Tsuruoka Yoshimasa, McNaught John, Ananiadou Sophia
School of Computer Science, The University of Manchester, MIB, 131 Princess Street, Manchester, M1 7DN, UK.
BMC Bioinformatics. 2008 Apr 11;9 Suppl 3(Suppl 3):S2. doi: 10.1186/1471-2105-9-S3-S2.
One of the difficulties in mapping biomedical named entities, e.g. genes, proteins, chemicals and diseases, to their concept identifiers stems from the potential variability of the terms. Soft string matching is a possible solution to the problem, but its inherent heavy computational cost discourages its use when the dictionaries are large or when real time processing is required. A less computationally demanding approach is to normalize the terms by using heuristic rules, which enables us to look up a dictionary in a constant time regardless of its size. The development of good heuristic rules, however, requires extensive knowledge of the terminology in question and thus is the bottleneck of the normalization approach.

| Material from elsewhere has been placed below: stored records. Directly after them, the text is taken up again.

use std::collections::{BTreeSet, HashMap};
use std::fs;
use std::path::Path;

use serde::Deserialize;

use crate::errors::{Error, Result};
use crate::tagpath::TagPath;

pub const CONFIG_FILE: &str = "git-results.cfg";
pub const BUILD_SCRIPT: &str = "git-results-build";
pub const RUN_SCRIPT: &str = "git-results-run";
pub const PROGRESS_SCRIPT: &str = "git-results-progress";

pub const DEFAULT_PROGRESS_DELAY: f64 = 300.0;
pub const DEFAULT_MAX_RETRIES: u32 = 3;

/// One `/`-keyed scope table from a `git-results.cfg`.
#[derive(Debug, Clone, Default, Deserialize)]
pub struct SectionSchema {
    pub build: Option<String>,
    pub run: Option<String>,
    pub progress: Option<String>,
    pub follow: Option<String>,
    #[serde(default)]
    pub ignore: Vec<String>,
    #[serde(default, rename = "ignoreExt")]
    pub ignore_ext: Vec<String>,
    #[serde(default)]
    pub vars: HashMap<String, String>,
    #[serde(rename = "progressDelay")]
    pub progress_delay: Option<f64>,
    #[serde(rename = "maxRetries")]
    pub max_retries: Option<u32>,
}

#[derive(Debug, Clone)]
pub struct ConfigFile {
    /// Repo-relative directory holding this file; empty at the repo root.
    pub dir: String,
    pub vars: HashMap<String, String>,
    /// Scope tables as path components, shallowest key first.
    pub sections: Vec<(Vec<String>, SectionSchema)>,
}

/// Everything the lifecycle needs to know about one tag path, after config
/// discovery, merging, and variable expansion.
#[derive(Debug, Clone)]
pub struct ResolvedRun {
    pub build: Option<String>,
    pub run: String,
    pub progress: Option<String>,
    pub follow: Option<String>,
    pub ignore: Vec<String>,
    pub ignore_ext: Vec<String>,
    pub progress_delay: f64,
    pub max_retries: u32,
    /// Repo-relative directory of the governing config file ("" = root).
    /// Also the run cwd within the snapshot tree.
    pub config_dir: String,
    /// Repo-relative results root: config dir + the first tag segment
    /// below it.
    pub results_root: String,
}
use crate::fixtures::*;

fn rt() -> Runtime<'static> {
    Runtime::system()
}

#[test]
fn linking_an_experiment_shares_the_commit_and_the_views() -> TestResult {
    let repo = ExperimentRepo::with_hello_world()?;
    repo.run("results/test/run", "Woo woo")?;

    // Paths outside any results root are refused helpfully.
    match treeops::link_path(&rt(), repo.path(), "test/run", "test/run2") {
        Err(Error::NotFound { root_missing: true, .. }) => {}
        other => panic!("expected NotFound, got {other:?}"),
    }

    treeops::link_path(&rt(), repo.path(), "results/test/run", "results/test/run2")?;

    repo.assert_tag_matches_message("results/test/run/1", "")?;
    repo.assert_tag_matches_message("results/test/run2/1", "")?;
    assert_eq!(
        repo.tag_sha("results/test/run/1")?,
        repo.tag_sha("results/test/run2/1")?
    );
    assert_eq!(repo.read("results/latest/test/run/stdout")?, "Hello, world\n");
    assert_eq!(repo.read("results/latest/test/run2/stdout")?, "Hello, world\n");
    assert_eq!(repo.index("results/test/run2")?, "1 (  ok) - Woo woo\n");
    Ok(())
}

#[test]
fn linking_carries_failure_status_over() -> TestResult {
    let repo = ExperimentRepo::with_hello_world()?;
    repo.run("results/test/run", "Woo woo")?;

    repo.config("\n[\"/results\"]\nrun = \"wihefiaheifwf\"\n", false)?;
    match repo.run("results/test/run", "Woo fail") {
        Err(Error::RunFail(_)) => {}
        other => panic!("expected RunFail, got {other:?}"),
    }

    treeops::link_path(&rt(), repo.path(), "results/test/run", "results/test/run3")?;

    repo.assert_tag_matches_message("results/test/run/2", "-fail")?;
    repo.assert_tag_matches_message("results/test/run3/2", "-fail")?;
    assert_eq!(repo.read("results/latest/test/run3-fail/stdout")?, "");
    assert!(repo.index("results/test/run3")?.ends_with("2 (fail) - Woo fail\n"));
    // The source is untouched.
    assert!(repo.lexists("results/test/run/1"));
    assert!(repo.lexists("results/test/run/2-fail"));
    Ok(())
}

#[test]
fn linking_refuses_an_existing_destination() -> TestResult {
    let repo = ExperimentRepo::with_hello_world()?;
    repo.run("results/test/run", "Woo woo")?;
    repo.run("results/test/other", "Woo woo")?;

    match treeops::link_path(&rt(), repo.path(), "results/test/run", "results/test/other") {
        Err(Error::DestinationExists(path)) => assert_eq!(path, "results/test/other"),
        other => panic!("expected DestinationExists, got {other:?}"),
    }
    Ok(())
}

#[test]
fn linking_a_single_instance_copies_just_that_entry() -> TestResult {
    let repo = ExperimentRepo::with_hello_world()?;
    repo.run("results/test/run", "Woo one")?;
    repo.run("results/test/run", "Woo two")?;

    treeops::link_path(&rt(), repo.path(), "results/test/run/1", "results/test/pick/7")?;

    assert!(repo.lexists("results/test/pick/7"));
    assert!(!repo.lexists("results/test/pick/1"));
    assert_eq!(repo.index("results/test/pick")?, "7 (  ok) - Woo one\n");
    repo.assert_tag_matches_message("results/test/pick/7", "")?;
    assert_eq!(
        repo.tag_sha("results/test/run/1")?,
        repo.tag_sha("results/test/pick/7")?
    );
    // Source untouched, including its ledger.
    assert!(repo.lexists("results/test/run/1"));
    assert!(repo.index("results/test/run")?.starts_with("1 (  ok) - Woo one\n"));
    Ok(())
}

We present a novel framework for discovering a list of normalization rules from a dictionary in a fully automated manner. The rules are discovered in such a way that they minimize the ambiguity and variability of the terms in the dictionary. We evaluated our algorithm using two large dictionaries: a human gene/protein name dictionary built from BioThesaurus and a disease name dictionary built from UMLS.
The experimental results showed that automatically discovered rules can perform comparably to carefully crafted heuristic rules in term mapping tasks, and the computational overhead of rule application is small enough that a very fast implementation is possible. This work will help improve the performance of term-concept mapping tasks in biomedical information extraction especially when good normalization heuristics for the target terminology are not fully known.

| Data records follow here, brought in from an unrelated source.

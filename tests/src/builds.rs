use crate::fixtures::*;

#[test]
fn failed_build_leaves_only_a_gone_line() -> TestResult {
    let repo = ExperimentRepo::with_hello_world()?;
    repo.config("\n[\"/results\"]\nbuild = \"Fhgwgds\"\n", false)?;

    match repo.run("results/test/run", "Imma fail") {
        Err(Error::BuildFail(Some(_))) => {}
        other => panic!("expected BuildFail, got {other:?}"),
    }

    assert_eq!(repo.tag_sha("results/test/run/1")?, None);
    assert!(!repo.lexists("results/test/run/1"));
    assert!(!repo.lexists("results/test/run/1-run"));
    assert!(repo.lexists("results/test/run/INDEX"));
    assert_eq!(repo.index("results/test/run")?, "1 (gone) - Imma fail\n");
    assert!(!repo.lexists("results/dated"));
    assert!(!repo.lexists("results/latest"));
    // The results root survives thanks to the INDEX.
    assert!(repo.lexists("results"));
    assert_eq!(repo.staging_count("results"), 0);
    assert!(repo.store().list()?.is_empty());
    Ok(())
}

#[test]
fn gone_numbers_are_retaken_with_the_seeded_message() -> TestResult {
    let repo = ExperimentRepo::with_hello_world()?;
    repo.run("results/test/run", "hello one")?;

    repo.config("\n[\"/results\"]\nbuild = \"hehehihoweihfowhef\"\n", false)?;
    match repo.run("results/test/run", "hello two") {
        Err(Error::BuildFail(_)) => {}
        other => panic!("expected BuildFail, got {other:?}"),
    }
    assert_eq!(
        repo.index("results/test/run")?,
        "1 (  ok) - hello one\n2 (gone) - hello two\n"
    );

    // Repair the build through a deeper scope; with no -m the editor opens,
    // seeded with the gone entry's message, and the retake reuses its
    // number.
    repo.config(
        "\n[\"/results/test\"]\nbuild = \"cp hello_world hello_world_2\"\n",
        false,
    )?;
    let mut opts = repo.opts("unused");
    opts.message = None;
    opts.editor = Some("echo ', now h2' >>".to_string());
    repo.run_with("results/test/run", &opts)?;

    assert_eq!(
        repo.index("results/test/run")?,
        "1 (  ok) - hello one\n2 (gone) - hello two\n2 (  ok) - hello two, now h2\n"
    );
    assert!(repo.lexists("results/test/run/2"));
    repo.assert_tag_matches_message("results/test/run/2", "")?;
    Ok(())
}

#[test]
fn snapshot_commit_rolls_back_when_the_build_fails() -> TestResult {
    let repo = ExperimentRepo::with_hello_world()?;
    let before = vcs::head(repo.path())?.expect("fixture has a commit");

    repo.write_executable("hello_world", "#!/bin/sh\necho changed\n")?;
    repo.config("\n[\"/results\"]\nbuild = \"Fhgwgds\"\n", false)?;
    let mut opts = repo.opts("roll me back");
    opts.auto_commit = true;
    match repo.run_with("results/test/run", &opts) {
        Err(Error::BuildFail(_)) => {}
        other => panic!("expected BuildFail, got {other:?}"),
    }

    // The self-deleting commit is gone; the edit is still in the tree.
    assert_eq!(vcs::head(repo.path())?, Some(before));
    assert_eq!(repo.read("hello_world")?, "#!/bin/sh\necho changed\n");
    Ok(())
}

#[test]
fn existing_tag_refuses_the_run_without_side_effects() -> TestResult {
    let repo = ExperimentRepo::with_hello_world()?;
    repo.run("results/test", "take one")?;
    assert!(repo.lexists("results/test/1"));

    // Wipe the results tree; the tag survives and blocks number reuse.
    fs::remove_dir_all(repo.path().join("results"))?;
    match repo.run("results/test", "take two") {
        Err(Error::TagExists(name)) => assert_eq!(name, "results/test/1"),
        other => panic!("expected TagExists, got {other:?}"),
    }

    assert!(!repo.lexists("results/test/1"));
    assert!(!repo.lexists("results/test/INDEX"));
    assert_eq!(repo.staging_count("results"), 0);
    assert!(repo.store().list()?.is_empty());
    Ok(())
}

#[test]
fn unborn_repositories_get_their_snapshot_commit() -> TestResult {
    // The README flow: a fresh `git init` with only a config file.
    let repo = ExperimentRepo::new()?;
    repo.config("[\"/\"]\nrun = \"echo 'Hello, world'\"\n", true)?;

    repo.run("results/test/run", "Let's see if it prints")?;
    assert_eq!(repo.read("results/test/run/1/stdout")?, "Hello, world\n");
    repo.assert_tag_matches_message("results/test/run/1", "")?;
    Ok(())
}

将生物医学命名实体(如基因、蛋白质、化学物质和疾病)映射到其概念标识符的困难之一源于术语的潜在变异性。软字符串匹配是解决该问题的一种可能方法,但其固有的高计算成本使其在词典较大或需要实时处理时不被采用。一种计算要求较低的方法是使用启发式规则对术语进行规范化,这使我们能够在固定时间内查找词典,而不管其大小如何。然而,制定良好的启发式规则需要对相关术语有广泛的了解,因此这是规范化方法的瓶颈。
我们提出了一个新颖的框架,用于以完全自动化的方式从词典中发现规范化规则列表。所发现的规则能够最大程度地减少词典中术语的歧义性和变异性。我们使用两个大型词典对我们的算法进行了评估:一个是基于生物词库构建的人类基因/蛋白质名称词典,另一个是基于统一医学语言系统构建的疾病名称词典。
实验结果表明,自动发现的规则在术语映射任务中能够与精心制定的启发式规则相媲美,并且规则应用的计算开销足够小,从而可以实现非常快速的实现。这项工作将有助于提高生物医学信息提取中术语-概念映射任务的性能,特别是在尚未完全了解目标术语的良好规范化启发式方法时。